Work instructions: Where a line below includes the word "SinDatos", copy that line.

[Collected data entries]
-.-.-
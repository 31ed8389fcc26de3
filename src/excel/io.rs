use calamine::{Data, open_workbook_auto};
use std::path::Path;

/// Convierte una celda `Data` de calamine a String. Los floats enteros se
/// imprimen sin decimales para que códigos y años no queden como "2023.0".
pub fn cell_to_string(c: &Data) -> String {
    match c {
        Data::String(s) => s.trim().to_string(),
        Data::Float(f) => {
            if (f.floor() - f).abs() < f64::EPSILON {
                format!("{}", *f as i64)
            } else {
                format!("{}", f)
            }
        }
        Data::Int(i) => format!("{}", i),
        Data::Bool(b) => format!("{}", b),
        Data::Empty => String::new(),
        Data::Error(_) => String::new(),
        Data::DateTime(s) => s.to_string(),
        Data::DateTimeIso(s) => s.clone(),
        Data::DurationIso(s) => s.clone(),
    }
}

/// Normaliza encabezados eliminando espacios y pasando a minúsculas.
pub fn normalize_header(s: &str) -> String {
    s.to_lowercase().chars().filter(|c| !c.is_whitespace()).collect()
}

/// Lee una hoja del workbook y la devuelve como Vec<Vec<String>>.
/// Con `sheet_name` vacío toma la primera hoja.
pub fn leer_hoja<P: AsRef<Path>>(
    path: P,
    sheet_name: &str,
) -> Result<Vec<Vec<String>>, Box<dyn std::error::Error>> {
    use calamine::Reader;
    let mut workbook = open_workbook_auto(path)?;

    let names = workbook.sheet_names().to_owned();
    let sheet_to_use = if sheet_name.is_empty() {
        names.first().cloned().unwrap_or_default()
    } else {
        names
            .iter()
            .find(|s| *s == sheet_name)
            .cloned()
            .unwrap_or_else(|| names.first().cloned().unwrap_or_default())
    };

    if sheet_to_use.is_empty() {
        return Ok(Vec::new());
    }

    match workbook.worksheet_range(&sheet_to_use) {
        Ok(range) => {
            let mut rows: Vec<Vec<String>> = Vec::new();
            for r in range.rows() {
                rows.push(r.iter().map(cell_to_string).collect());
            }
            Ok(rows)
        }
        Err(_) => Ok(Vec::new()),
    }
}

/// Fallback cuando calamine no devuelve filas: enumera las hojas internas del
/// zip (xl/worksheets/sheet*) y reintenta la lectura hoja por hoja.
pub fn leer_hojas_via_zip<P: AsRef<Path>>(
    path: P,
) -> Result<Vec<Vec<String>>, Box<dyn std::error::Error>> {
    let archive = zip::ZipArchive::new(std::fs::File::open(path.as_ref())?)?;
    let file_list: Vec<String> = archive.file_names().map(|s| s.to_string()).collect();

    for fname in file_list.iter() {
        if !fname.starts_with("xl/worksheets/sheet") {
            continue;
        }
        let rows = leer_hoja(path.as_ref(), fname)?;
        if rows.iter().any(|r| r.iter().any(|c| !c.trim().is_empty())) {
            return Ok(rows);
        }
    }
    Ok(Vec::new())
}
//! Torta (dona) de distribución por tipo de ingreso del año reciente.

use crate::agregacion::ConteoIngreso;
use crate::graficos::Grafico;
use serde::Serialize;

#[derive(Debug, Clone, Serialize)]
pub struct Sector {
    pub etiqueta: String,
    pub valor: usize,
}

#[derive(Debug, Clone, Serialize)]
pub struct FiguraTorta {
    pub titulo: String,
    /// Radio del hoyo central (0.3 = dona).
    pub hoyo: f64,
    pub posicion_texto: String,
    pub info_texto: String,
    pub sectores: Vec<Sector>,
}

pub fn figura_torta_ingreso(filas: &[ConteoIngreso]) -> Grafico<FiguraTorta> {
    if filas.is_empty() {
        return Grafico::sin_datos("No hay tipos de ingreso registrados para el año.");
    }

    Grafico::Figura(FiguraTorta {
        titulo: "Distribución de estudiantes por tipo de ingreso (2025)".to_string(),
        hoyo: 0.3,
        posicion_texto: "inside".to_string(),
        info_texto: "percent+label".to_string(),
        sectores: filas
            .iter()
            .map(|f| Sector { etiqueta: f.ingreso.clone(), valor: f.n })
            .collect(),
    })
}
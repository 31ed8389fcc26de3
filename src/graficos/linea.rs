//! Gráficos de línea: tendencia de puntaje por carrera, matrícula por
//! dependencia, trayectoria de una carrera y proporción por sexo (facetada).

use crate::agregacion::{ConteoDependencia, PromedioAnio, PromedioAnioCarrera, ProporcionSexo};
use crate::graficos::{Eje, Grafico, color_sexo};
use serde::Serialize;

#[derive(Debug, Clone, Serialize)]
pub struct SerieLinea {
    pub nombre: String,
    #[serde(skip_serializing_if = "Option::is_none")]
    pub color: Option<String>,
    /// Faceta a la que pertenece la serie (columna por carrera); `None` en
    /// figuras sin facetas.
    #[serde(skip_serializing_if = "Option::is_none")]
    pub faceta: Option<String>,
    pub x: Vec<i32>,
    pub y: Vec<f64>,
}

#[derive(Debug, Clone, Serialize)]
pub struct FiguraLinea {
    pub titulo: String,
    pub marcadores: bool,
    pub eje_x: Eje,
    pub eje_y: Eje,
    #[serde(skip_serializing_if = "Option::is_none")]
    pub columnas_facetas: Option<u32>,
    pub series: Vec<SerieLinea>,
}

/// Tendencia del puntaje promedio por carrera, una serie por carrera.
pub fn figura_puntaje_carrera(filas: &[PromedioAnioCarrera]) -> Grafico<FiguraLinea> {
    if filas.is_empty() {
        return Grafico::sin_datos("No hay puntajes para las carreras seleccionadas.");
    }

    let mut series: Vec<SerieLinea> = Vec::new();
    for fila in filas.iter() {
        match series.iter_mut().find(|s| s.nombre == fila.carrera) {
            Some(serie) => {
                serie.x.push(fila.anio);
                serie.y.push(fila.promedio);
            }
            None => series.push(SerieLinea {
                nombre: fila.carrera.clone(),
                color: None,
                faceta: None,
                x: vec![fila.anio],
                y: vec![fila.promedio],
            }),
        }
    }

    Grafico::Figura(FiguraLinea {
        titulo: "Tendencia Puntaje Promedio por Carrera".to_string(),
        marcadores: true,
        eje_x: Eje::anios(),
        eje_y: Eje::puntaje("Puntaje Promedio"),
        columnas_facetas: None,
        series,
    })
}

/// Evolución de la matrícula por grupo de dependencia, una serie por grupo.
pub fn figura_dependencia(filas: &[ConteoDependencia]) -> Grafico<FiguraLinea> {
    if filas.is_empty() {
        return Grafico::sin_datos("No hay datos de dependencia para graficar.");
    }

    let mut series: Vec<SerieLinea> = Vec::new();
    for fila in filas.iter() {
        match series.iter_mut().find(|s| s.nombre == fila.grupo) {
            Some(serie) => {
                serie.x.push(fila.anio);
                serie.y.push(fila.n as f64);
            }
            None => series.push(SerieLinea {
                nombre: fila.grupo.clone(),
                color: None,
                faceta: None,
                x: vec![fila.anio],
                y: vec![fila.n as f64],
            }),
        }
    }

    Grafico::Figura(FiguraLinea {
        titulo: "Evolución de la matrícula por dependencia del establecimiento".to_string(),
        marcadores: true,
        eje_x: Eje::anios(),
        eje_y: Eje::libre("Cantidad de Estudiantes"),
        columnas_facetas: None,
        series,
    })
}

/// Trayectoria del puntaje promedio de una carrera.
pub fn figura_trayectoria(carrera: &str, filas: &[PromedioAnio]) -> Grafico<FiguraLinea> {
    if filas.is_empty() {
        return Grafico::sin_datos(format!("No hay puntajes registrados para {}.", carrera));
    }

    let serie = SerieLinea {
        nombre: carrera.to_string(),
        color: None,
        faceta: None,
        x: filas.iter().map(|f| f.anio).collect(),
        y: filas.iter().map(|f| f.promedio).collect(),
    };

    Grafico::Figura(FiguraLinea {
        titulo: format!("Trayectoria de puntajes ponderados para {}", carrera),
        marcadores: true,
        eje_x: Eje::anios(),
        eje_y: Eje::puntaje("Promedio Puntaje Ponderado"),
        columnas_facetas: None,
        series: vec![serie],
    })
}

/// Proporción de postulantes por sexo y año, facetada por carrera en dos
/// columnas, eje y en formato porcentual.
pub fn figura_proporcion_sexo(filas: &[ProporcionSexo]) -> Grafico<FiguraLinea> {
    if filas.is_empty() {
        return Grafico::sin_datos("No hay postulantes para las carreras seleccionadas.");
    }

    let mut series: Vec<SerieLinea> = Vec::new();
    for fila in filas.iter() {
        let etiqueta = fila.sexo.etiqueta();
        let existente = series
            .iter_mut()
            .find(|s| s.nombre == etiqueta && s.faceta.as_deref() == Some(fila.carrera.as_str()));
        match existente {
            Some(serie) => {
                serie.x.push(fila.anio);
                serie.y.push(fila.proporcion);
            }
            None => series.push(SerieLinea {
                nombre: etiqueta.to_string(),
                color: Some(color_sexo(fila.sexo).to_string()),
                faceta: Some(fila.carrera.clone()),
                x: vec![fila.anio],
                y: vec![fila.proporcion],
            }),
        }
    }

    let mut eje_y = Eje::libre("Proporción");
    eje_y.formato = Some(".0%".to_string());

    Grafico::Figura(FiguraLinea {
        titulo: "Proporción de Postulantes por Sexo".to_string(),
        marcadores: true,
        eje_x: Eje::anios(),
        eje_y,
        columnas_facetas: Some(2),
        series,
    })
}
//! Módulo `narrativa`: frases cortas derivadas de las tablas agregadas de
//! puntaje. Consume las mismas tablas que los constructores de gráficos.
//!
//! Reglas de clasificación:
//! - |delta| < 5 puntos entre el primer y el último año => "estable"
//! - delta >= 5 => "aumentó", delta <= -5 => "disminuyó"
//! - falta el promedio de un año extremo => frase de datos insuficientes,
//!   nunca una cifra inventada
//! - brecha por sexo: una diferencia absoluta anual sobre 10 puntos es una
//!   divergencia significativa; la frase nombra sólo los años que la superan

use crate::agregacion::{PromedioAnioCarrera, PromedioAnioSexo};
use crate::models::ANIOS_ADMISION;
use serde::Serialize;

/// Delta mínimo (en puntos) para declarar un aumento o una caída.
pub const UMBRAL_TENDENCIA: f64 = 5.0;

/// Diferencia anual mínima (en puntos) entre sexos para declarar divergencia.
pub const UMBRAL_BRECHA: f64 = 10.0;

#[derive(Debug, Clone, Copy, PartialEq, Eq, Serialize)]
#[serde(rename_all = "snake_case")]
pub enum Clasificacion {
    Estable,
    Aumento,
    Disminucion,
    SinDatos,
}

#[derive(Debug, Clone, PartialEq, Serialize)]
pub struct FraseTendencia {
    pub categoria: String,
    pub clasificacion: Clasificacion,
    #[serde(skip_serializing_if = "Option::is_none")]
    pub delta: Option<f64>,
    pub frase: String,
}

fn anio_inicial() -> i32 {
    ANIOS_ADMISION[0]
}

fn anio_final() -> i32 {
    ANIOS_ADMISION[ANIOS_ADMISION.len() - 1]
}

/// Clasifica el delta entre los promedios de los años extremos de una
/// categoría y arma la frase correspondiente.
pub fn clasificar_tendencia(
    categoria: &str,
    inicial: Option<f64>,
    fin: Option<f64>,
) -> FraseTendencia {
    let (inicial, fin) = match (inicial, fin) {
        (Some(i), Some(f)) => (i, f),
        _ => {
            return FraseTendencia {
                categoria: categoria.to_string(),
                clasificacion: Clasificacion::SinDatos,
                delta: None,
                frase: format!(
                    "No hay datos suficientes para evaluar la tendencia de {} entre {} y {}.",
                    categoria,
                    anio_inicial(),
                    anio_final()
                ),
            };
        }
    };

    let delta = fin - inicial;
    let (clasificacion, frase) = if delta.abs() < UMBRAL_TENDENCIA {
        (
            Clasificacion::Estable,
            format!(
                "El puntaje promedio de {} se mantuvo estable entre {} y {}.",
                categoria,
                anio_inicial(),
                anio_final()
            ),
        )
    } else if delta > 0.0 {
        (
            Clasificacion::Aumento,
            format!(
                "El puntaje promedio de {} aumentó en {:.1} puntos entre {} y {}.",
                categoria,
                delta,
                anio_inicial(),
                anio_final()
            ),
        )
    } else {
        (
            Clasificacion::Disminucion,
            format!(
                "El puntaje promedio de {} disminuyó en {:.1} puntos entre {} y {}.",
                categoria,
                delta.abs(),
                anio_inicial(),
                anio_final()
            ),
        )
    };

    FraseTendencia {
        categoria: categoria.to_string(),
        clasificacion,
        delta: Some(delta),
        frase,
    }
}

/// Una frase de tendencia por carrera presente en la tabla de promedios.
pub fn tendencia_carreras(filas: &[PromedioAnioCarrera]) -> Vec<FraseTendencia> {
    let mut carreras: Vec<String> = filas.iter().map(|f| f.carrera.clone()).collect();
    carreras.sort();
    carreras.dedup();

    carreras
        .into_iter()
        .map(|carrera| {
            let promedio_de = |anio: i32| {
                filas
                    .iter()
                    .find(|f| f.carrera == carrera && f.anio == anio)
                    .map(|f| f.promedio)
            };
            clasificar_tendencia(&carrera, promedio_de(anio_inicial()), promedio_de(anio_final()))
        })
        .collect()
}

/// Una frase de tendencia por sexo sobre la base completa.
pub fn tendencia_sexo(filas: &[PromedioAnioSexo]) -> Vec<FraseTendencia> {
    crate::models::Sexo::ORDEN
        .iter()
        .map(|sexo| {
            let promedio_de = |anio: i32| {
                filas
                    .iter()
                    .find(|f| f.sexo == *sexo && f.anio == anio)
                    .map(|f| f.promedio)
            };
            clasificar_tendencia(
                sexo.etiqueta(),
                promedio_de(anio_inicial()),
                promedio_de(anio_final()),
            )
        })
        .collect()
}

#[derive(Debug, Clone, PartialEq, Serialize)]
pub struct FraseBrecha {
    /// Años cuya diferencia absoluta de promedios entre sexos supera el
    /// umbral; vacío cuando los perfiles son similares.
    pub anios_divergentes: Vec<i32>,
    pub frase: String,
}

/// Compara los promedios por sexo año a año. Los años sin promedio para
/// alguno de los dos sexos no participan de la comparación.
pub fn brecha_sexo(filas: &[PromedioAnioSexo]) -> FraseBrecha {
    use crate::models::Sexo;

    let mut anios_divergentes = Vec::new();
    for anio in ANIOS_ADMISION {
        let de = |sexo: Sexo| {
            filas
                .iter()
                .find(|f| f.anio == anio && f.sexo == sexo)
                .map(|f| f.promedio)
        };
        if let (Some(m), Some(f)) = (de(Sexo::Masculino), de(Sexo::Femenino)) {
            if (m - f).abs() > UMBRAL_BRECHA {
                anios_divergentes.push(anio);
            }
        }
    }

    let frase = if anios_divergentes.is_empty() {
        "Los perfiles de puntaje por sexo son similares en todos los años.".to_string()
    } else {
        let anios: Vec<String> = anios_divergentes.iter().map(|a| a.to_string()).collect();
        format!(
            "Se observa una divergencia significativa de puntajes entre sexos en {}.",
            anios.join(" y ")
        )
    };

    FraseBrecha { anios_divergentes, frase }
}
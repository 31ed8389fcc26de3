// Estructuras de datos principales

use serde::{Deserialize, Serialize};

/// Años de admisión admitidos tras la limpieza de la base.
pub const ANIOS_ADMISION: [i32; 3] = [2023, 2024, 2025];

/// Año sentinela asignado a filas cuyo ANIO no pudo parsearse; el filtro de
/// años las excluye de la base.
pub const ANIO_SENTINELA: i32 = 0;

/// Valor sentinela del grupo de dependencia para establecimientos sin dato.
pub const SIN_INFORMACION: &str = "SIN INFORMACIÓN";

#[derive(Debug, Clone, Copy, PartialEq, Eq, Hash, PartialOrd, Ord, Serialize, Deserialize)]
pub enum Sexo {
    #[serde(rename = "MASCULINO")]
    Masculino,
    #[serde(rename = "FEMENINO")]
    Femenino,
}

impl Sexo {
    /// Orden fijo de apilado: MASCULINO antes que FEMENINO.
    pub const ORDEN: [Sexo; 2] = [Sexo::Masculino, Sexo::Femenino];

    pub fn parse(s: &str) -> Option<Sexo> {
        match s.trim().to_uppercase().as_str() {
            "MASCULINO" => Some(Sexo::Masculino),
            "FEMENINO" => Some(Sexo::Femenino),
            _ => None,
        }
    }

    pub fn etiqueta(&self) -> &'static str {
        match self {
            Sexo::Masculino => "MASCULINO",
            Sexo::Femenino => "FEMENINO",
        }
    }
}

/// Una fila de la base homologada: una postulación a la admisión.
/// Los campos se declaran una sola vez al cargar; no hay acceso dinámico por
/// nombre de columna.
#[derive(Debug, Clone, Serialize, Deserialize)]
pub struct Postulante {
    pub anio: i32,
    /// Código de región de origen (1-16). `None` cuando la celda no parsea;
    /// esas filas sólo quedan fuera de las agregaciones por región.
    pub codigo_region: Option<u32>,
    pub carrera: String,
    pub sexo: Option<Sexo>,
    /// Puntaje ponderado PAES. En la base filtrada CSV se rellena con el
    /// ponderado PACE cuando el regular viene vacío.
    pub ptje_ponderado: Option<f64>,
    pub grupo_dependencia: String,
    pub ingreso: String,
    pub colegio: Option<String>,
}

impl Postulante {
    /// Código de región como string de dos caracteres con cero a la izquierda,
    /// la clave de join contra los polígonos regionales.
    pub fn region_zfill(&self) -> Option<String> {
        self.codigo_region.map(|c| format!("{:02}", c))
    }
}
-.-.-
Answer space:
    SinDatos,
                clasificacion: Clasificacion::SinDatos,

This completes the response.